Ipsec problem 2.1.5 >> 2.2 rc

ondokuz

Do you have multiple phase2 on an IKEv1 tunnel?

No. only one .

Also try enabling NAT-T if possible on your 2.1.x side.

enable.

Negotiation mode : Aggressive to main >>>> running.. problem?

cmb

@ondokuz:

Negotiation mode : Aggressive to main >>>> running.. problem?
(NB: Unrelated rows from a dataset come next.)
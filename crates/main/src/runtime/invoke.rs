////////////////////////////////////////////////////////////////////////////////
// This file is part of "Ad Astra", an embeddable scripting programming       //
// language platform.                                                         //
//                                                                            //
// This work is proprietary software with source-available code.              //
//                                                                            //
// To copy, use, distribute, or contribute to this work, you must agree to    //
// the terms of the General License Agreement:                                //
//                                                                            //
// https://github.com/Eliah-Lakhin/ad-astra/blob/master/EULA.md               //
//                                                                            //
// The agreement grants a Basic Commercial License, allowing you to use       //
// this work in non-commercial and limited commercial products with a total   //
// gross revenue cap. To remove this commercial limit for one of your         //
// products, you must acquire a Full Commercial License.                      //
//                                                                            //
// If you contribute to the source code, documentation, or related materials, //
// you must grant me an exclusive license to these contributions.             //
// Contributions are governed by the "Contributions" section of the General   //
// License Agreement.                                                         //
//                                                                            //
// Copying the work in parts is strictly forbidden, except as permitted       //
// under the General License Agreement.                                       //
//                                                                            //
// If you do not or cannot agree to the terms of this Agreement,              //
// do not use this work.                                                      //
//                                                                            //
// This work is provided "as is", without any warranties, express or implied, //
// except where such disclaimers are legally invalid.                         //
//                                                                            //
// Copyright (c) 2024 Ilya Lakhin (Илья Александрович Лахин).                 //
// All rights reserved.                                                       //
////////////////////////////////////////////////////////////////////////////////

use std::{
    fmt::{Display, Formatter},
    mem::take,
    sync::Arc,
};

use crate::runtime::{FromValue, Instance, RuntimeError, RuntimeResult, TypeMeta, Value};

pub(super) type MethodBody = Arc<dyn Fn(Invocation<'_>) -> RuntimeResult<Value> + Send + Sync>;

pub(super) type ConstructorBody = Arc<dyn Fn(Invocation<'_>) -> RuntimeResult<()> + Send + Sync>;

/// The context of a member body invocation.
///
/// The object holds the receiver (the object the method was invoked on, or
/// the object under construction) and the arguments, already checked against
/// the declared parameter types. The number of arguments always equals the
/// number of declared parameters.
pub struct Invocation<'a> {
    receiver: Option<&'a Value>,
    arguments: Vec<Value>,
}

impl<'a> Invocation<'a> {
    #[inline(always)]
    pub(super) fn new(receiver: Option<&'a Value>, arguments: Vec<Value>) -> Self {
        Self {
            receiver,
            arguments,
        }
    }

    /// The receiver of the invocation. `None` for static methods.
    #[inline(always)]
    pub fn receiver(&self) -> Option<&'a Value> {
        self.receiver
    }

    /// The receiver of the invocation as an object.
    ///
    /// Returns [RuntimeError::ObjectAbsent] for static invocations.
    #[inline]
    pub fn this(&self) -> RuntimeResult<&'a Instance> {
        match self.receiver {
            Some(Value::Instance(instance)) => Ok(instance),
            _ => Err(RuntimeError::ObjectAbsent { operation: "this" }),
        }
    }

    #[inline(always)]
    pub fn arity(&self) -> usize {
        self.arguments.len()
    }

    #[inline(always)]
    pub fn arguments(&self) -> &[Value] {
        &self.arguments
    }

    /// Returns a reference to the argument, or to [Null](Value::Null) if the
    /// index is out of bounds.
    #[inline(always)]
    pub fn arg(&self, index: usize) -> &Value {
        static NULL: Value = Value::Null;

        self.arguments.get(index).unwrap_or(&NULL)
    }

    /// Moves the argument out of the invocation and converts it into a Rust
    /// value.
    ///
    /// The argument's slot is left [Null](Value::Null). Out of bounds
    /// indices are treated as null arguments.
    #[inline]
    pub fn take<T: FromValue>(&mut self, index: usize) -> RuntimeResult<T> {
        match self.arguments.get_mut(index) {
            Some(argument) => T::from_value(take(argument)),
            None => T::from_value(Value::Null),
        }
    }
}

/// A printable signature of a member.
///
/// The [Display] implementation renders a canonical, user-facing view of the
/// signature, such as `geo.Point::distance(geo.Point) -> double`.
///
/// ```
/// use ad_astra_reflect::runtime::{Signature, TypeMeta};
///
/// let params = [TypeMeta::int(), TypeMeta::string()];
///
/// let signature = Signature {
///     name: Some("foo"),
///     params: Some(&params),
///     output: Some(TypeMeta::boolean()),
///     ..Signature::new()
/// };
///
/// assert_eq!(signature.to_string(), "fn foo(int, core.String) -> boolean");
/// ```
#[derive(Clone, Copy, Debug)]
pub struct Signature<'a> {
    /// The type that declares the member, if any.
    pub owner: Option<&'static TypeMeta>,

    /// The name of the member.
    pub name: Option<&'a str>,

    /// The declared parameter types, if the member is callable.
    pub params: Option<&'a [&'static TypeMeta]>,

    /// The declared return type. `void` and `None` are not rendered.
    pub output: Option<&'static TypeMeta>,
}

impl<'a> Display for Signature<'a> {
    fn fmt(&self, formatter: &mut Formatter<'_>) -> std::fmt::Result {
        match (self.owner, self.name) {
            (None, Some(name)) => formatter.write_fmt(format_args!("fn {name}"))?,
            (Some(ty), Some(name)) => formatter.write_fmt(format_args!("{ty}::{name}"))?,
            _ => formatter.write_str("fn")?,
        };

        if let Some(params) = self.params {
            formatter.write_str("(")?;

            let mut is_first = true;

            for param in params {
                match is_first {
                    true => is_first = false,
                    false => formatter.write_str(", ")?,
                }

                Display::fmt(param, formatter)?;
            }

            formatter.write_str(")")?;
        }

        if let Some(output) = self.output {
            if !output.is_void() {
                formatter.write_str(" -> ")?;
                Display::fmt(output, formatter)?;
            }
        }

        Ok(())
    }
}

impl<'a> Default for Signature<'a> {
    #[inline(always)]
    fn default() -> Self {
        Self::new()
    }
}

impl<'a> Signature<'a> {
    /// Creates a signature with all fields set to `None`.
    #[inline(always)]
    pub const fn new() -> Self {
        Self {
            owner: None,
            name: None,
            params: None,
            output: None,
        }
    }

    /// The number of parameters, if the signature has a parameter list.
    #[inline(always)]
    pub fn arity(&self) -> Option<usize> {
        self.params.map(|params| params.len())
    }
}

/// Returns the runtime types of the arguments, suitable for a member lookup.
///
/// [Null](Value::Null) arguments produce `None` slots, which match any
/// declared parameter type.
///
/// ```
/// use ad_astra_reflect::{
///     args,
///     runtime::{param_types, Primitive, TypeMeta, Value},
/// };
///
/// let types = param_types(&args![1, Value::Null, "x"]);
///
/// assert_eq!(types[0], Some(TypeMeta::wrapper(Primitive::Int)));
/// assert_eq!(types[1], None);
/// assert_eq!(types[2], Some(TypeMeta::string()));
/// ```
#[inline]
pub fn param_types(arguments: &[Value]) -> Vec<Option<&'static TypeMeta>> {
    arguments.iter().map(Value::ty).collect()
}

#[cfg(test)]
mod tests {
    use crate::runtime::{invoke::Invocation, RuntimeError, Signature, TypeMeta, Value};

    #[test]
    fn test_invocation_arguments() {
        let receiver = Value::Int(1);
        let mut invocation = Invocation::new(Some(&receiver), vec![Value::Int(2), Value::from("x")]);

        assert_eq!(invocation.arity(), 2);
        assert!(matches!(
            invocation.this(),
            Err(RuntimeError::ObjectAbsent { operation: "this" }),
        ));
        assert_eq!(invocation.take::<i64>(0).unwrap(), 2);
        assert_eq!(invocation.arg(0), &Value::Null);
        assert_eq!(invocation.arg(1), &Value::from("x"));
        assert_eq!(invocation.arg(5), &Value::Null);
        assert_eq!(invocation.take::<Option<String>>(7).unwrap(), None);
    }

    #[test]
    fn test_signature_display() {
        let params = [TypeMeta::long()];

        let signature = Signature {
            owner: Some(TypeMeta::string()),
            name: Some("charAt"),
            params: Some(&params),
            output: Some(TypeMeta::char()),
        };

        assert_eq!(signature.to_string(), "core.String::charAt(long) -> char");
        assert_eq!(signature.arity(), Some(1));

        let signature = Signature {
            name: Some("run"),
            params: Some(&[]),
            output: Some(TypeMeta::void()),
            ..Signature::new()
        };

        assert_eq!(signature.to_string(), "fn run()");
        assert_eq!(Signature::new().to_string(), "fn");
    }
}
//! Configuration management for wav2flac.
//!
//! This module provides:
//! - TOML-based configuration with logical sections
//! - Tool path overrides with `~` expansion
//! - Atomic file writes (write to temp, then rename)
//!
//! # Example
//!
//! ```no_run
//! use wav2flac_core::config::ConfigManager;
//!
//! // Load the user config, or defaults when none exists
//! let config = ConfigManager::load_default().unwrap();
//!
//! println!("Split tool: {}", config.settings().tools.shntool_path().display());
//! ```

mod manager;
mod settings;

pub use manager::{ConfigError, ConfigManager, ConfigResult};
pub use settings::{LoggingSettings, Settings, ToolSettings};
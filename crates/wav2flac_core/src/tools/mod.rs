//! External tool execution.
//!
//! The split tool and the metadata tool are opaque executables. This module
//! runs them synchronously and hands back their exit code and transcript.

mod runner;

pub use runner::{ToolOutput, ToolRunner};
You saying changing from aggressive to main fixed it?

ondokuz

yes. main mod fixed

cmb

Ok good, thanks for the confirmation. Yeah then that was the racoon bug we were thinking it was.

ondokuz

2.2-RC (amd64)
built on Fri Jan 09 09:55:04 CST 2015
FreeBSD 10.1-RELEASE-p3

Aggressive mod dont connect… problem don't solve..

cmb

Yes that's a problem in racoon, e.g. the 2.1.x side. In that circumstance, you won't be able to use aggressive mode (at least until you upgrade the other end to 2.2). Main is preferable anyway.

ondokuz

thank you very much.  Which do you recommend ?  Which is more secure? aggressive or main ?
best regards.

cmb

Main is always best unless it's not an option for some reason (like in some mobile IPsec scenarios). For site to site VPNs, you should always use main mode, unless you're connecting to some odd third party device that doesn't support it.

tracer

Hi,
I can't get my tunnels connected anymore since build from 7th of Jan.
before it was working good with Aggressive Mode, but even switching to Main mode didn't help.
I have 2 phase 2 policies.
The other side of course is a pfsense 2.1.5
I'm using Main, AES/256, with SHA, DH Key2 with NAT-T enabled.
Phase2: ESP, AES(auto) with SHA1, MD5, PFS key2

Updated to build 10th of Jan.

Errors on the 2.1.5:

Jan 10 17:17:16 	racoon: ERROR: phase1 negotiation failed due to time up. 14607675c166a280:0000000000000000
Jan 10 17:17:10 	racoon: [mchome kabel]: [9.1.176.100] INFO: request for establishing IPsec-SA was queued due to no phase1 found.
Jan 10 17:17:07 	racoon: [mchome kabel]: [9.1.176.100] INFO: request for establishing IPsec-SA was queued due to no phase1 found.
Jan 10 17:17:02 	racoon: INFO: delete phase 2 handler.
Jan 10 17:17:02 	racoon: [mchome kabel]: [9.1.176.100] ERROR: phase2 negotiation failed due to time up waiting for phase1 [Remote Side not responding]. ESP 9.1.176.100[0]->6.1.47.71[0]

You phase1 does not match.
Your ips might have changed?

ondokuz

my pfsense 2.2 configuration.

working all snapshots….

my pfsense 2.1.5 configuration

tracer

This is pretty much my config, except that i have Phase 2 MD5 enabled as well.
And DPD is disabled right now, but was enabled before, with no success.

ondokuz

Can you do the same with me the configure.. my screenshots..

cmb

@tracer:

This is pretty much my config, except that i have Phase 2 MD5 enabled as well.
And DPD is disabled right now, but was enabled before, with no success.

Make sure you're on the latest snapshot, some things were in flux with IPsec this past week which could affect what you're doing. If it's still an issue on the latest snapshot, please start a new thread on this board, as that's a separate issue from OP's.

tracer

Thanks Chris,
will updated and report back in a new thread.